Task statement:
Across the whole listing, state how many lines include "InhibitionEngine". Add nothing to that number.

══ Task inputs

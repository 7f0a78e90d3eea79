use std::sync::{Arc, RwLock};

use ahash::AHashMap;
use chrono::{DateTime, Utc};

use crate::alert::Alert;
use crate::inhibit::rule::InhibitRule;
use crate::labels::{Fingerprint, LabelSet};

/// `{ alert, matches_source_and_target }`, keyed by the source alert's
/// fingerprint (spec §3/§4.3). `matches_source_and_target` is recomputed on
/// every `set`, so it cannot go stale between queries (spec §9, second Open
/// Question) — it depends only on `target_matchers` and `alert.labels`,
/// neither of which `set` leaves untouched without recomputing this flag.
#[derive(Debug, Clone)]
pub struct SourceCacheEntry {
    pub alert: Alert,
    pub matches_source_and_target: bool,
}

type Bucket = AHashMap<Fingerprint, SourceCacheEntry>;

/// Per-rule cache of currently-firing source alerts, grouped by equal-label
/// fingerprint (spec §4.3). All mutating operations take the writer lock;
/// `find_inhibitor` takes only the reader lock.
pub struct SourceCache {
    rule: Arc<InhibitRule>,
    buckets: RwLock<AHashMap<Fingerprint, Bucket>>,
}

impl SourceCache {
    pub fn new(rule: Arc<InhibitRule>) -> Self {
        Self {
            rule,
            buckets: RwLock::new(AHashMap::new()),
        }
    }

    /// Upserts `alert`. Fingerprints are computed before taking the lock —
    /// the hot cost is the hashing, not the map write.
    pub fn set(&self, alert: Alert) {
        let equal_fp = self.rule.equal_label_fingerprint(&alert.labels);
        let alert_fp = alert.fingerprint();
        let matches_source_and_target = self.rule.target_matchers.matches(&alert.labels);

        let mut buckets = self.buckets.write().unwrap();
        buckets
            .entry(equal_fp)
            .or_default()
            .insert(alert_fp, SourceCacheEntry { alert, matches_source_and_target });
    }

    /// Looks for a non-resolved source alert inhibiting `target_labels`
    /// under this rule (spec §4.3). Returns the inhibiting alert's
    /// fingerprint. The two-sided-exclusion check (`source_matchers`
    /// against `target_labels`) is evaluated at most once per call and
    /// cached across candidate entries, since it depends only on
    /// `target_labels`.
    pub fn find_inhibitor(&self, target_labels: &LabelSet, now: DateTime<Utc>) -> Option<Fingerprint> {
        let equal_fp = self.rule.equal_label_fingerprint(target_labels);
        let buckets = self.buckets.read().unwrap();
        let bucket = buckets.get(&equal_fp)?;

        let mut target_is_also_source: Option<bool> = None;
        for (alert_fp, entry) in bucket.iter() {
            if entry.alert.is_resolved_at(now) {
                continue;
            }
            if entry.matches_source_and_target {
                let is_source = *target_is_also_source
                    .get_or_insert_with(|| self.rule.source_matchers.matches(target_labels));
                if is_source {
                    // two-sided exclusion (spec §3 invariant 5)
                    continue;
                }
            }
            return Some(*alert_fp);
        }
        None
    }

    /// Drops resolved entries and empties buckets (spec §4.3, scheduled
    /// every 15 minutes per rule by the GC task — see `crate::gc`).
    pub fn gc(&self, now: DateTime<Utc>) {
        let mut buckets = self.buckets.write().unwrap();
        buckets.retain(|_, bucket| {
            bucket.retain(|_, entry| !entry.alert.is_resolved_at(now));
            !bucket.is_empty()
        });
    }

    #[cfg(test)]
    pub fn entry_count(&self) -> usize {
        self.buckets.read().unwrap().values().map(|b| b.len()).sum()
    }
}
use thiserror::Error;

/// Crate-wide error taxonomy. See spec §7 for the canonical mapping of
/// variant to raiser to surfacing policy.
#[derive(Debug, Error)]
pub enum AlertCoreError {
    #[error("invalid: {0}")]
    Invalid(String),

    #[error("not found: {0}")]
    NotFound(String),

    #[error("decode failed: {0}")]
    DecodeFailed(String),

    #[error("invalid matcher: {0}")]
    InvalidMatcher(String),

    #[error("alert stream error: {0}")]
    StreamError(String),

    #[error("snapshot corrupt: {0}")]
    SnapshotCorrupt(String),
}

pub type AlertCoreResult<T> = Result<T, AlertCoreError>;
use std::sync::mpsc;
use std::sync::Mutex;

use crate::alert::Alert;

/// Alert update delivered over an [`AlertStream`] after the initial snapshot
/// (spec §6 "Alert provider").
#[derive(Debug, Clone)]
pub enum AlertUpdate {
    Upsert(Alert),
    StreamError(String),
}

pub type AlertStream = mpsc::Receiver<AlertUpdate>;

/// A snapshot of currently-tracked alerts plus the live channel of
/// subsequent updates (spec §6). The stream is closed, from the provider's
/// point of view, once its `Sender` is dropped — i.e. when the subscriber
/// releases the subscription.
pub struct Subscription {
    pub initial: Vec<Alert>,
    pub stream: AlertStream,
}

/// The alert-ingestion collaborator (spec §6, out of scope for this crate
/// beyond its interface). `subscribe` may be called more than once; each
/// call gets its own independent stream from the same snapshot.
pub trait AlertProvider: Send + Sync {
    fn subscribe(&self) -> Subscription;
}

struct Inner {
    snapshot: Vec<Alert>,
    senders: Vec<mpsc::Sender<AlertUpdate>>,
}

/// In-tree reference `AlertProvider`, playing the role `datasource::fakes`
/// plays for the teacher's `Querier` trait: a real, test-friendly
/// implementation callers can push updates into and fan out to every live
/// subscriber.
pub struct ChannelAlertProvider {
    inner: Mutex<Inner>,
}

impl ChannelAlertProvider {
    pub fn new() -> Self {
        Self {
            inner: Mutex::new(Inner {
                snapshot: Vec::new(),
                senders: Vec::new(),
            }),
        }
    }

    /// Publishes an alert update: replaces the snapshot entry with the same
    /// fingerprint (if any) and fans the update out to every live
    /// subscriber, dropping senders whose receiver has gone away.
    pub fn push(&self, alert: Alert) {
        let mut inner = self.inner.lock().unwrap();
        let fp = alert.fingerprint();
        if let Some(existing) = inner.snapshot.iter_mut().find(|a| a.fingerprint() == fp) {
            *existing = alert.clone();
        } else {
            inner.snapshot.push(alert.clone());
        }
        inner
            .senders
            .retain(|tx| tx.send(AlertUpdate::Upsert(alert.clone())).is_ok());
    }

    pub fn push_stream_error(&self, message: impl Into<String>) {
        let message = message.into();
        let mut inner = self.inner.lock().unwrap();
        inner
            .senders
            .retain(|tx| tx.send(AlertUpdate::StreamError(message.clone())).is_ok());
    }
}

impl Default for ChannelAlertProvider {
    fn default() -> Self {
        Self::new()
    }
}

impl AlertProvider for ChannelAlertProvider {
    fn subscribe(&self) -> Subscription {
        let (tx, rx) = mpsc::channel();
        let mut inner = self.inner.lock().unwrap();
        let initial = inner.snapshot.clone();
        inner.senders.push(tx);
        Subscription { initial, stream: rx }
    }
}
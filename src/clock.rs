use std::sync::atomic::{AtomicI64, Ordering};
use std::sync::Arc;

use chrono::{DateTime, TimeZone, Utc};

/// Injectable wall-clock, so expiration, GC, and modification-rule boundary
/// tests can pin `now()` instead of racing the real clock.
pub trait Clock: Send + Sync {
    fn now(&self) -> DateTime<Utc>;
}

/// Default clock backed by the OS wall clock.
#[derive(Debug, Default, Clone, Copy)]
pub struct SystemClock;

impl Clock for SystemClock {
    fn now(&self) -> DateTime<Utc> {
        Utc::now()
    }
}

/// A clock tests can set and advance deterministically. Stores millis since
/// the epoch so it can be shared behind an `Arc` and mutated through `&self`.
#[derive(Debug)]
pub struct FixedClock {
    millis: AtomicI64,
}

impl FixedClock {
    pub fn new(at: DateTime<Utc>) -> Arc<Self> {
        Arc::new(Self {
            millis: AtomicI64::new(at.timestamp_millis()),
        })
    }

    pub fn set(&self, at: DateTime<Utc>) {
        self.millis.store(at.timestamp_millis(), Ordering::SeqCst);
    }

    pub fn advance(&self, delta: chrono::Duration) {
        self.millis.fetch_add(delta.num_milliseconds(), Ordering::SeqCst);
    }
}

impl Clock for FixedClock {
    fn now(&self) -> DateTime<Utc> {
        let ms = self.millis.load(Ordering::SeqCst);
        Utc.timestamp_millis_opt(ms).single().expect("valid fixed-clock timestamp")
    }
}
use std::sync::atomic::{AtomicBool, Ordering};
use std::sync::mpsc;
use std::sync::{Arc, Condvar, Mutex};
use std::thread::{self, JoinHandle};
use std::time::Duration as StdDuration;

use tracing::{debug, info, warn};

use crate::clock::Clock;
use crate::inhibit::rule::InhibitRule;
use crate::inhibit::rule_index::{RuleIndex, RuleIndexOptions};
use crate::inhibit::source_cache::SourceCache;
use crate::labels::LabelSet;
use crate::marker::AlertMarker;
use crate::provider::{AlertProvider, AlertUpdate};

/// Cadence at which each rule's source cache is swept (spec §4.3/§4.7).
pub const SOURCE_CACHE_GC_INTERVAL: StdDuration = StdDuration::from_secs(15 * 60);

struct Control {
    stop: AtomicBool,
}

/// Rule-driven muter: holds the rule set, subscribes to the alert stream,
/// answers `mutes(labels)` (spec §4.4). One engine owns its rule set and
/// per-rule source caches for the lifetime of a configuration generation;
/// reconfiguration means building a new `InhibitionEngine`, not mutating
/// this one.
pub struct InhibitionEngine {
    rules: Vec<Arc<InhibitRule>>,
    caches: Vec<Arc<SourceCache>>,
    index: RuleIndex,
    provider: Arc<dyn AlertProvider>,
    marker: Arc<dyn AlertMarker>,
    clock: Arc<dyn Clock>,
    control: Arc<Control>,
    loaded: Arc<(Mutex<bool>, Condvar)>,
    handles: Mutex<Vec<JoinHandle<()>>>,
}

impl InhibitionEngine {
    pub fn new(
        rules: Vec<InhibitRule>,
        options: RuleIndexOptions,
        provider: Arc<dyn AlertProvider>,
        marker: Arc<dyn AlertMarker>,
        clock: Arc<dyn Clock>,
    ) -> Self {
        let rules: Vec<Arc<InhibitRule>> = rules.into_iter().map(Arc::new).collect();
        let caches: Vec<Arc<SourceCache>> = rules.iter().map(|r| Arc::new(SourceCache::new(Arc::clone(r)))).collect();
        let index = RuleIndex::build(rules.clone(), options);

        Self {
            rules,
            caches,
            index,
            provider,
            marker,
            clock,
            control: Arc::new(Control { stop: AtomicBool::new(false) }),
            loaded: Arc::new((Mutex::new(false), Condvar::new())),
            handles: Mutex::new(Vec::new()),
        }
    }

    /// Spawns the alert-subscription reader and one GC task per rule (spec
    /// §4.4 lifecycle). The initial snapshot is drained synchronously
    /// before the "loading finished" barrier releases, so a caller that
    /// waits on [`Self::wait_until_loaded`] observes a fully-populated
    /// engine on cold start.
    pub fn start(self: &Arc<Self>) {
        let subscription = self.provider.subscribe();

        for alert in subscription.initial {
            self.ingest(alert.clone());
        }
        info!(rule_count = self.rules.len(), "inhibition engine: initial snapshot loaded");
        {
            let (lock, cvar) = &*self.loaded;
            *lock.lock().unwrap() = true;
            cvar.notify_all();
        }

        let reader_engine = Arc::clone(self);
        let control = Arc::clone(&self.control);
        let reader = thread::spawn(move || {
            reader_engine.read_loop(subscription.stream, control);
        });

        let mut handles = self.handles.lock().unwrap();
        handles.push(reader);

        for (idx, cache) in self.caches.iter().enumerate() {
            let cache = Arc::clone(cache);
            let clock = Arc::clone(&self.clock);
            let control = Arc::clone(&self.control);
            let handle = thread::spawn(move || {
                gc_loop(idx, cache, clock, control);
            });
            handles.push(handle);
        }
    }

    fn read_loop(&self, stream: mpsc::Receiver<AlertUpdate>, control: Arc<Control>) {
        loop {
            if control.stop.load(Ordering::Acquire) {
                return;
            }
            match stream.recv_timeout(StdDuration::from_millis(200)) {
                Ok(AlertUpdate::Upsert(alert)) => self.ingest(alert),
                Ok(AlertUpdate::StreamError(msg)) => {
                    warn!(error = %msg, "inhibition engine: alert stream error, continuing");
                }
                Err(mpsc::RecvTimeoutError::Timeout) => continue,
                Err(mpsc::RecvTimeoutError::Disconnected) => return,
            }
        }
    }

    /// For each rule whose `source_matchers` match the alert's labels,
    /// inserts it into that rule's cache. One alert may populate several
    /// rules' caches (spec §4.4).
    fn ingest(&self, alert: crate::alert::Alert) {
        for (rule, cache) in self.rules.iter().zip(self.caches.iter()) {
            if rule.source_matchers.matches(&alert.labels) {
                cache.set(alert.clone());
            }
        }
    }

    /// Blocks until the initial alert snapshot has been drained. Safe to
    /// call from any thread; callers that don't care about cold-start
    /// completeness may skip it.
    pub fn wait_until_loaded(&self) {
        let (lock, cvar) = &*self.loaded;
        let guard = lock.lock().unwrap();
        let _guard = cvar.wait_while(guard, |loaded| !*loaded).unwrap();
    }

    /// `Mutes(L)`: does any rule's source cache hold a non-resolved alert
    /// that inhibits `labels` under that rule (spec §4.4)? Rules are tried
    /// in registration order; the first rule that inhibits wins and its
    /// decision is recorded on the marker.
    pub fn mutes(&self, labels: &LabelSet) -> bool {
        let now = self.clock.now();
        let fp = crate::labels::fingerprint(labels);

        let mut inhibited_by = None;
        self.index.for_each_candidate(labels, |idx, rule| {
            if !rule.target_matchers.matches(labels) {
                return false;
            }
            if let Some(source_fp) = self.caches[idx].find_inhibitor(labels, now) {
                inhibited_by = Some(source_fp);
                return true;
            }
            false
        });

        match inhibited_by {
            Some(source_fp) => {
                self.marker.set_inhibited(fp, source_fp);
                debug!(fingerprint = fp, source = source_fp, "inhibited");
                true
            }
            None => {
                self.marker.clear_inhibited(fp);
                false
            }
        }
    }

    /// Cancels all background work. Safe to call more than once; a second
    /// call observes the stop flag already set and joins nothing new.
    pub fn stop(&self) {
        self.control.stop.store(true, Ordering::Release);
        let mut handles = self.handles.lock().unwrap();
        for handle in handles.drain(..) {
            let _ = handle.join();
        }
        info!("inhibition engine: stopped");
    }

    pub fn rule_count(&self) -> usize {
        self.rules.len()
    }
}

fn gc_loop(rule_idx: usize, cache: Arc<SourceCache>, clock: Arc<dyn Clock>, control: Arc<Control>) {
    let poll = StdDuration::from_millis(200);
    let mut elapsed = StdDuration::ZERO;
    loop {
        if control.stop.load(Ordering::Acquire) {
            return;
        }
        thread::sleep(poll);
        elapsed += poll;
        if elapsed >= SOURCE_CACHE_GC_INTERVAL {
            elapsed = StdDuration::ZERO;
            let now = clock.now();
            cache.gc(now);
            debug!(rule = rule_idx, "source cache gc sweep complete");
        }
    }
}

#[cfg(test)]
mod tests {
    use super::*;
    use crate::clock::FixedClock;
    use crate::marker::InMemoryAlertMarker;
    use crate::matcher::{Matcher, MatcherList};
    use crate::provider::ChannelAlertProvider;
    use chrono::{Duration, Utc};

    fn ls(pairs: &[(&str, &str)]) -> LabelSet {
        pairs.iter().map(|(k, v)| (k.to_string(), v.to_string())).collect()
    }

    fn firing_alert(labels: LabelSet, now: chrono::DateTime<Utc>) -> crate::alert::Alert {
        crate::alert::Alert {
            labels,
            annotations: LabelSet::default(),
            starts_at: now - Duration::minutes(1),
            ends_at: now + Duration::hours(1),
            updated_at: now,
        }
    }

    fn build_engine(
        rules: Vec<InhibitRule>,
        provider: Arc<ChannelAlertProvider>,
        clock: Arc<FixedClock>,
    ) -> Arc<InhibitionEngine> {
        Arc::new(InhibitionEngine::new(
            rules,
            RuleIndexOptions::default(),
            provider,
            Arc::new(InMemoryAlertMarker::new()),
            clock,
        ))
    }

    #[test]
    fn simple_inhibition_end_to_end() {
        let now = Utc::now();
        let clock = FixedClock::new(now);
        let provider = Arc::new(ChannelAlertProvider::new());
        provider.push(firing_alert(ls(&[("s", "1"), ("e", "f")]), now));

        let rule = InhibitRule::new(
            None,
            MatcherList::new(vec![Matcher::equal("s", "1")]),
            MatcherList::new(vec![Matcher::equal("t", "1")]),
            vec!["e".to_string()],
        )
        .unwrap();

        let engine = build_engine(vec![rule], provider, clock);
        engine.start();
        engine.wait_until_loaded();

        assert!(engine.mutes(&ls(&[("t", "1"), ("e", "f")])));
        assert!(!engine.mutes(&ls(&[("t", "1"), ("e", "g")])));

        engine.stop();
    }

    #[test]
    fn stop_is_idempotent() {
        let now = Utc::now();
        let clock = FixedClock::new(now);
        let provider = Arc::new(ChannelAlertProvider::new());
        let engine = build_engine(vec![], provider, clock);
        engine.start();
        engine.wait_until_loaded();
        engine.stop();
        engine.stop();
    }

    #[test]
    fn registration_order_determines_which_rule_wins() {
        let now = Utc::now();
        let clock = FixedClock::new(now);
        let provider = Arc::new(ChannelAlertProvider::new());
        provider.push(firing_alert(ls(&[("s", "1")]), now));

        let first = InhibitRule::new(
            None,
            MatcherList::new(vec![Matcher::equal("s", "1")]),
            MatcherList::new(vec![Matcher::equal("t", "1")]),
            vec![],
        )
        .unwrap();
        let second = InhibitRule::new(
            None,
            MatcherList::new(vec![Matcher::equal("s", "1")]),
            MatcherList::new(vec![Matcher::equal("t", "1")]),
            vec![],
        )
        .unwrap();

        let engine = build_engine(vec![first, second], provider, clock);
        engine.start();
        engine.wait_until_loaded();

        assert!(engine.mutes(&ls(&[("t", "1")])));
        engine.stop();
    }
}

════

Your solution:
5